RECONOCER EL RECONOCIMIENTO

  Nos han enseñado a ser personas independientes, autosuficientes... a ensalzar las virtudes y esconder las debilidades. 
Virtudes y debilidades... características que vivimos como universales y, sin embargo, son totalmente dependientes de la cultura y el tiempo en que se vivan. Incluso puedes utilizar una debilidad como medio para conseguir algo...convirtiéndolo en una virtud. 

En toda esa vorágine de opuestos, de lo que hay que ser y lo que no, vivimos obcecados en esa "falsa" imagen de seguridad. 

Pero ¿qué pasa cuando, por ejemplo en el trabajo, alguien nos felicita por el trabajo bien hecho?

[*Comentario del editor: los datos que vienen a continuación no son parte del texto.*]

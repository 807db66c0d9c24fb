//! Backoff between failed cycles.

use std::time::Duration;

use lokiwatch_core::config::PollConfig;

/// Exponential backoff with a cap and a failure budget.
#[derive(Debug, Clone, Copy, PartialEq, Eq)]
pub struct RetryPolicy {
    pub base: Duration,
    pub cap: Duration,
    pub max_failures: u32,
}

impl RetryPolicy {
    pub fn from_config(config: &PollConfig) -> Self {
        Self {
            base: config.backoff_base,
            cap: config.backoff_cap,
            max_failures: config.max_consecutive_failures,
        }
    }

    /// Delay after the `failures`-th consecutive failure:
    /// `min(base * 2^(failures - 1), cap)`.
    pub fn backoff(&self, failures: u32) -> Duration {
        if failures == 0 {
            return Duration::ZERO;
        }
        let factor = 2u32.checked_pow(failures - 1).unwrap_or(u32::MAX);
        self.base.checked_mul(factor).unwrap_or(self.cap).min(self.cap)
    }

    pub fn exhausted(&self, failures: u32) -> bool {
        failures >= self.max_failures
    }
}
//! Gauge catalogue and the snapshot shape shared by engine and publisher.
//!
//! The engine produces a [`GaugeSnapshot`] (gauge name → label set →
//! value); the metrics crate turns it into a registry and Prometheus
//! text. Names, help strings, and label names are fixed here so both
//! sides agree.

use std::collections::BTreeMap;

/// Static description of one published gauge.
#[derive(Debug, Clone, Copy, PartialEq, Eq)]
pub struct GaugeSpec {
    pub name: &'static str,
    pub help: &'static str,
    pub labels: &'static [&'static str],
}

const SERVER_LABELS: &[&str] = &["serverid", "projectkey"];

pub const PROJECT_NAME: GaugeSpec = GaugeSpec {
    name: "project_name",
    help: "Name of the Project",
    labels: SERVER_LABELS,
};

pub const CURRENT_SESSION_START: GaugeSpec = GaugeSpec {
    name: "current_session_start",
    help: "Current Session Start Time",
    labels: SERVER_LABELS,
};

pub const LATEST_TRANSACTION_TIME: GaugeSpec = GaugeSpec {
    name: "latest_transaction_time",
    help: "Latest Transaction Time",
    labels: SERVER_LABELS,
};

pub const UPTIME_CURRENT_SESSION_NS: GaugeSpec = GaugeSpec {
    name: "uptime_current_session_ns",
    help: "Uptime of Current Session in Nanoseconds",
    labels: SERVER_LABELS,
};

pub const UPTIME_CURRENT_SESSION_SEC: GaugeSpec = GaugeSpec {
    name: "uptime_current_session_sec",
    help: "Uptime of Current Session in Seconds",
    labels: SERVER_LABELS,
};

pub const TOTAL_ERRORS_CURRENT_SESSION: GaugeSpec = GaugeSpec {
    name: "total_errors_current_session",
    help: "Total Errors in Current Session",
    labels: SERVER_LABELS,
};

pub const ERRORS_LAST_HOUR: GaugeSpec = GaugeSpec {
    name: "errors_last_hour",
    help: "Errors in Last Hour",
    labels: SERVER_LABELS,
};

pub const TOTAL_FLOWS_CURRENT_SESSION: GaugeSpec = GaugeSpec {
    name: "total_flows_current_session",
    help: "Total Flows Executed Current Session",
    labels: SERVER_LABELS,
};

pub const FLOWS_LAST_HOUR: GaugeSpec = GaugeSpec {
    name: "flows_last_hour",
    help: "Flows Executed in Last Hour",
    labels: SERVER_LABELS,
};

pub const SERVER_STATUS: GaugeSpec = GaugeSpec {
    name: "server_status",
    help: "Current Server Status",
    labels: &["serverid", "projectkey", "status"],
};

pub const PROJECT_STATUS: GaugeSpec = GaugeSpec {
    name: "project_status",
    help: "Current Project Status",
    labels: &["projectkey", "status"],
};

pub const SERVER_COUNT: GaugeSpec = GaugeSpec {
    name: "server_count",
    help: "Count of Servers",
    labels: &["projectkey"],
};

/// Every gauge, in exposition order.
pub const CATALOGUE: [GaugeSpec; 12] = [
    PROJECT_NAME,
    CURRENT_SESSION_START,
    LATEST_TRANSACTION_TIME,
    UPTIME_CURRENT_SESSION_NS,
    UPTIME_CURRENT_SESSION_SEC,
    TOTAL_ERRORS_CURRENT_SESSION,
    ERRORS_LAST_HOUR,
    TOTAL_FLOWS_CURRENT_SESSION,
    FLOWS_LAST_HOUR,
    SERVER_STATUS,
    PROJECT_STATUS,
    SERVER_COUNT,
];

/// Look up a gauge by name.
pub fn spec_for(name: &str) -> Option<&'static GaugeSpec> {
    CATALOGUE.iter().find(|g| g.name == name)
}

/// An ordered set of `label = value` pairs identifying one gauge series.
#[derive(Debug, Clone, Default, PartialEq, Eq, PartialOrd, Ord, Hash)]
pub struct LabelSet(BTreeMap<String, String>);

impl LabelSet {
    pub fn new() -> Self {
        Self::default()
    }

    /// Builder-style insert.
    pub fn with(mut self, name: &str, value: impl Into<String>) -> Self {
        self.0.insert(name.to_string(), value.into());
        self
    }

    /// `{serverid, projectkey}` labels.
    pub fn server(server_id: &str, project_key: &str) -> Self {
        Self::new()
            .with("serverid", server_id)
            .with("projectkey", project_key)
    }

    /// `{projectkey}` labels.
    pub fn project(project_key: &str) -> Self {
        Self::new().with("projectkey", project_key)
    }

    pub fn get(&self, name: &str) -> Option<&str> {
        self.0.get(name).map(String::as_str)
    }

    pub fn iter(&self) -> impl Iterator<Item = (&str, &str)> {
        self.0.iter().map(|(k, v)| (k.as_str(), v.as_str()))
    }

    pub fn len(&self) -> usize {
        self.0.len()
    }

    pub fn is_empty(&self) -> bool {
        self.0.is_empty()
    }
}

/// Point-in-time gauge values: gauge name → label set → value.
#[derive(Debug, Clone, Default, PartialEq)]
pub struct GaugeSnapshot {
    series: BTreeMap<&'static str, BTreeMap<LabelSet, f64>>,
}

impl GaugeSnapshot {
    pub fn new() -> Self {
        Self::default()
    }

    pub fn set(&mut self, gauge: &GaugeSpec, labels: LabelSet, value: f64) {
        self.series
            .entry(gauge.name)
            .or_default()
            .insert(labels, value);
    }

    pub fn get(&self, gauge: &str, labels: &LabelSet) -> Option<f64> {
        self.series.get(gauge).and_then(|s| s.get(labels)).copied()
    }

    /// All series of a gauge, empty if it has none.
    pub fn series(&self, gauge: &str) -> impl Iterator<Item = (&LabelSet, f64)> {
        self.series
            .get(gauge)
            .into_iter()
            .flat_map(|s| s.iter().map(|(labels, v)| (labels, *v)))
    }

    /// Iterate `(gauge name, labels, value)` in gauge then label order.
    pub fn iter(&self) -> impl Iterator<Item = (&'static str, &LabelSet, f64)> {
        self.series
            .iter()
            .flat_map(|(name, s)| s.iter().map(move |(labels, v)| (*name, labels, *v)))
    }

    /// Total number of series across all gauges.
    pub fn len(&self) -> usize {
        self.series.values().map(BTreeMap::len).sum()
    }

    pub fn is_empty(&self) -> bool {
        self.len() == 0
    }
}
//! Project status derivation from member server statuses.

use std::fmt;

use lokiwatch_core::ServerStatus;

/// Member status tallies for one project.
#[derive(Debug, Clone, Copy, PartialEq, Eq, Default)]
pub struct ProjectStatusCounts {
    pub running: usize,
    pub stopped: usize,
    pub error: usize,
    pub unresponsive: usize,
}

impl ProjectStatusCounts {
    pub fn from_statuses<I>(statuses: I) -> Self
    where
        I: IntoIterator<Item = ServerStatus>,
    {
        statuses.into_iter().fold(Self::default(), |mut acc, status| {
            match status {
                ServerStatus::Running => acc.running += 1,
                ServerStatus::Stopped => acc.stopped += 1,
                ServerStatus::Error => acc.error += 1,
                ServerStatus::Unresponsive => acc.unresponsive += 1,
            }
            acc
        })
    }

    pub fn total(&self) -> usize {
        self.running + self.stopped + self.error + self.unresponsive
    }

    /// Priority rule: any Error wins, then any Running, then any Stopped,
    /// then Unresponsive when every member is. Anything else (no members)
    /// falls back to Running.
    pub fn derive(&self) -> ServerStatus {
        if self.error > 0 {
            ServerStatus::Error
        } else if self.running > 0 {
            ServerStatus::Running
        } else if self.stopped > 0 {
            ServerStatus::Stopped
        } else if self.total() > 0 && self.unresponsive == self.total() {
            ServerStatus::Unresponsive
        } else {
            ServerStatus::Running
        }
    }
}

impl fmt::Display for ProjectStatusCounts {
    fn fmt(&self, f: &mut fmt::Formatter<'_>) -> fmt::Result {
        write!(
            f,
            "Running={} Stopped={} Error={} Unresponsive={}",
            self.running, self.stopped, self.error, self.unresponsive
        )
    }
}

#[cfg(test)]
mod tests {
    use super::*;
    use ServerStatus::*;

    fn derive(statuses: &[ServerStatus]) -> ServerStatus {
        ProjectStatusCounts::from_statuses(statuses.iter().copied()).derive()
    }

    #[test]
    fn priority_rule() {
        assert_eq!(derive(&[Error, Running]), Error);
        assert_eq!(derive(&[Running, Stopped]), Running);
        assert_eq!(derive(&[Unresponsive, Unresponsive]), Unresponsive);
        assert_eq!(derive(&[Stopped, Stopped]), Stopped);
        assert_eq!(derive(&[Stopped, Unresponsive]), Stopped);
        assert_eq!(derive(&[Unresponsive, Error]), Error);
    }

    #[test]
    fn empty_project_falls_back_to_running() {
        assert_eq!(derive(&[]), Running);
    }

    #[test]
    fn order_independent() {
        let members = [Unresponsive, Stopped, Running, Error, Stopped];
        let expected = derive(&members);
        for rotation in 0..members.len() {
            let mut rotated = members;
            rotated.rotate_left(rotation);
            assert_eq!(derive(&rotated), expected);
            rotated.reverse();
            assert_eq!(derive(&rotated), expected);
        }
    }

    #[test]
    fn display_lists_counts() {
        let counts = ProjectStatusCounts::from_statuses([Running, Running, Error]);
        assert_eq!(counts.total(), 3);
        assert_eq!(counts.to_string(), "Running=2 Stopped=0 Error=1 Unresponsive=0");
    }
}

Eso siempre gusta, eso nos llena de orgullo, eso te hace cosquillitas en el cerebro e hincha un poco tu ego. 

Eso te reafirma. 

¿Y no estaba igual de bien antes de que te lo dijeran? ¿Necesitas acaso que te lo digan?
La respuesta es sí. O a medias.
No es una necesidad, pero aún la persona más segura del mundo valora que su esfuerzo no pase desapercibido. Al final todos valoramos la aceptación. Al final no somos tan autosuficientes.

Al final...solo somos. Y somos más completos con otros.